Data records section start

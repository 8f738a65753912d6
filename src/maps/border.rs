use serde_json::Value;

use crate::models::{Coordinates, GeoBounds};

/// Bounding box of every position in a GeoJSON document (FeatureCollection,
/// Feature or bare geometry). `None` when no valid position is found.
pub fn geojson_bounds(doc: &Value) -> Option<GeoBounds> {
    let mut acc: Option<GeoBounds> = None;
    visit(doc, &mut acc);
    acc
}

fn visit(value: &Value, acc: &mut Option<GeoBounds>) {
    let Some(obj) = value.as_object() else {
        return;
    };
    if let Some(coords) = obj.get("coordinates") {
        collect_positions(coords, acc);
    }
    if let Some(geometry) = obj.get("geometry") {
        visit(geometry, acc);
    }
    for key in ["features", "geometries"] {
        if let Some(items) = obj.get(key).and_then(Value::as_array) {
            items.iter().for_each(|item| visit(item, acc));
        }
    }
}

fn collect_positions(value: &Value, acc: &mut Option<GeoBounds>) {
    let Some(items) = value.as_array() else {
        return;
    };
    // GeoJSON positions are [lng, lat, ...]
    if items.len() >= 2 && items[0].is_number() && items[1].is_number() {
        let (Some(lng), Some(lat)) = (items[0].as_f64(), items[1].as_f64()) else {
            return;
        };
        extend(acc, Coordinates::new(lat, lng));
        return;
    }
    items.iter().for_each(|item| collect_positions(item, acc));
}

fn extend(acc: &mut Option<GeoBounds>, point: Coordinates) {
    match acc {
        None => *acc = Some(GeoBounds::new(point, point)),
        Some(b) => {
            b.south_west.latitude = b.south_west.latitude.min(point.latitude);
            b.south_west.longitude = b.south_west.longitude.min(point.longitude);
            b.north_east.latitude = b.north_east.latitude.max(point.latitude);
            b.north_east.longitude = b.north_east.longitude.max(point.longitude);
        }
    }
}

#[cfg(test)]
mod tests {
    use super::*;
    use serde_json::json;

    #[test]
    fn bounds_of_feature_collection() {
        let doc = json!({
            "type": "FeatureCollection",
            "features": [{
                "type": "Feature",
                "geometry": {
                    "type": "Polygon",
                    "coordinates": [[[88.0, 27.1], [88.9, 27.1], [88.9, 28.1], [88.0, 27.1]]]
                }
            }]
        });
        let b = geojson_bounds(&doc).unwrap();
        assert_eq!(b.as_pairs(), [[27.1, 88.0], [28.1, 88.9]]);
    }

    #[test]
    fn empty_or_foreign_documents_have_no_bounds() {
        assert!(geojson_bounds(&json!({"type": "FeatureCollection", "features": []})).is_none());
        assert!(geojson_bounds(&json!("not geojson")).is_none());
    }
}
// ============================================================================
// PLAYLIST VIEW - curated audio tracks and player controls
// ============================================================================

use wasm_bindgen::prelude::*;
use web_sys::Element;

use crate::dom::{set_input_by_id, set_text_by_id, target_value, ElementBuilder};
use crate::models::AUDIO_TRACKS;
use crate::state::{AppState, ProgressDisplay};
use crate::utils::escape_html;
use crate::viewmodels::ViewModels;

pub const PLAYLIST_ID: &str = "playlist-region";
const ELAPSED_ID: &str = "playlist-elapsed";
const SEEK_ID: &str = "playlist-seek";
const DURATION_ID: &str = "playlist-duration";

fn control(
    label: &str,
    title: &str,
    active: bool,
    on_click: impl FnMut(web_sys::MouseEvent) + 'static,
) -> Result<Element, JsValue> {
    let class = if active {
        "player-control player-control--active"
    } else {
        "player-control"
    };
    Ok(ElementBuilder::new("button")?
        .class(class)
        .attr("title", title)?
        .text(label)
        .on_click(on_click)?
        .build())
}

/// Built with the player; `timeupdate` only patches it through
/// [`sync_progress`], so the slider keeps its listeners and the drag.
fn render_progress(vms: &ViewModels) -> Result<Element, JsValue> {
    let (elapsed, duration) = vms.playlist.position();
    let progress = ProgressDisplay::new(elapsed, duration);

    let drag_vms = vms.clone();
    let seek_vms = vms.clone();
    let seek = ElementBuilder::new("input")?
        .id(SEEK_ID)
        .class("player-seek")
        .attr("type", "range")?
        .attr("min", "0")?
        .attr("step", "1")?
        .attr("max", &progress.max.to_string())?
        .attr("value", &progress.value.to_string())?
        .on_input(move |_| drag_vms.playlist.begin_seek())?
        .on_change(move |event| {
            let seconds = target_value(&event).and_then(|v| v.parse::<f64>().ok());
            seek_vms.playlist.seek(seconds.unwrap_or(f64::NAN));
        })?
        .build();

    Ok(ElementBuilder::new("div")?
        .class("player-progress")
        .child(
            ElementBuilder::new("span")?
                .id(ELAPSED_ID)
                .text(&progress.elapsed)
                .build(),
        )?
        .child(seek)?
        .child(
            ElementBuilder::new("span")?
                .id(DURATION_ID)
                .text(&progress.duration)
                .build(),
        )?
        .build())
}

/// Patch the progress row in place. No-op when the Audio page is not showing.
pub fn sync_progress(vms: &ViewModels) {
    let (elapsed, duration) = vms.playlist.position();
    let progress = ProgressDisplay::new(elapsed, duration);
    set_text_by_id(ELAPSED_ID, &progress.elapsed);
    set_text_by_id(DURATION_ID, &progress.duration);
    if !vms.playlist.is_seeking() {
        let max = progress.max.to_string();
        set_input_by_id(SEEK_ID, &[("max", &max)], &progress.value.to_string());
    }
}

fn render_player(state: &AppState, vms: &ViewModels) -> Result<Element, JsValue> {
    let playlist = state.playlist.borrow().clone();
    let now_playing = AUDIO_TRACKS.get(playlist.current);

    let heading = match now_playing {
        Some(track) => format!(
            r#"<h3>{}</h3><p class="player-meta">{} · {}</p>"#,
            escape_html(track.title),
            escape_html(track.monastery),
            track.kind.label()
        ),
        None => "<h3>No track selected</h3>".to_string(),
    };

    let controls = {
        let (v1, v2, v3) = (vms.clone(), vms.clone(), vms.clone());
        let (v4, v5, v6) = (vms.clone(), vms.clone(), vms.clone());
        vec![
            control("🔀", "Shuffle", playlist.shuffle, move |_| v1.playlist.toggle_shuffle())?,
            control("⏮", "Previous", false, move |_| v2.playlist.previous())?,
            control(
                if playlist.playing { "⏸" } else { "▶" },
                if playlist.playing { "Pause" } else { "Play" },
                playlist.playing,
                move |_| v3.playlist.toggle_play(),
            )?,
            control("⏭", "Next", false, move |_| v4.playlist.next())?,
            control("🔁", "Repeat", playlist.repeat, move |_| v5.playlist.toggle_repeat())?,
            control(
                if playlist.muted { "🔇" } else { "🔊" },
                "Mute",
                playlist.muted,
                move |_| v6.playlist.toggle_mute(),
            )?,
        ]
    };

    let shown_volume = if playlist.muted { 0 } else { playlist.volume };
    let volume_vms = vms.clone();
    let volume = ElementBuilder::new("input")?
        .class("player-volume")
        .attr("type", "range")?
        .attr("min", "0")?
        .attr("max", "100")?
        .attr("value", &shown_volume.to_string())?
        .on_input(move |event| {
            if let Some(volume) = target_value(&event).and_then(|v| v.parse::<u32>().ok()) {
                volume_vms.playlist.set_volume(volume);
            }
        })?
        .build();

    Ok(ElementBuilder::new("div")?
        .class("player")
        .html(&heading)
        .child(render_progress(vms)?)?
        .child(
            ElementBuilder::new("div")?
                .class("player-controls")
                .children(controls)?
                .build(),
        )?
        .child(volume)?
        .build())
}

fn render_tracks(state: &AppState, vms: &ViewModels) -> Result<Element, JsValue> {
    let current = state.playlist.borrow().current;
    let mut rows = Vec::with_capacity(AUDIO_TRACKS.len());
    for (index, track) in AUDIO_TRACKS.iter().enumerate() {
        let vms = vms.clone();
        rows.push(
            ElementBuilder::new("li")?
                .class(if index == current {
                    "track-row track-row--current"
                } else {
                    "track-row"
                })
                .html(&format!(
                    concat!(
                        r#"<strong>{}</strong><span class="track-kind">{}</span>"#,
                        r#"<span class="track-duration">{}</span><p>{}</p>"#,
                    ),
                    escape_html(track.title),
                    track.kind.label(),
                    track.duration,
                    escape_html(track.description)
                ))
                .on_click(move |_| vms.playlist.select(index))?
                .build(),
        );
    }
    Ok(ElementBuilder::new("ul")?
        .class("track-list")
        .children(rows)?
        .build())
}

pub fn render_playlist(state: &AppState, vms: &ViewModels) -> Result<Element, JsValue> {
    Ok(ElementBuilder::new("section")?
        .id(PLAYLIST_ID)
        .class("playlist")
        .child(ElementBuilder::new("h2")?.text("Sacred Sounds").build())?
        .child(render_player(state, vms)?)?
        .child(render_tracks(state, vms)?)?
        .build())
}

Data records section end

### Task to complete
Look through the entries above and list every line containing "longitude".

### Task solution
            b.south_west.longitude = b.south_west.longitude.min(point.longitude);
            b.north_east.longitude = b.north_east.longitude.max(point.longitude);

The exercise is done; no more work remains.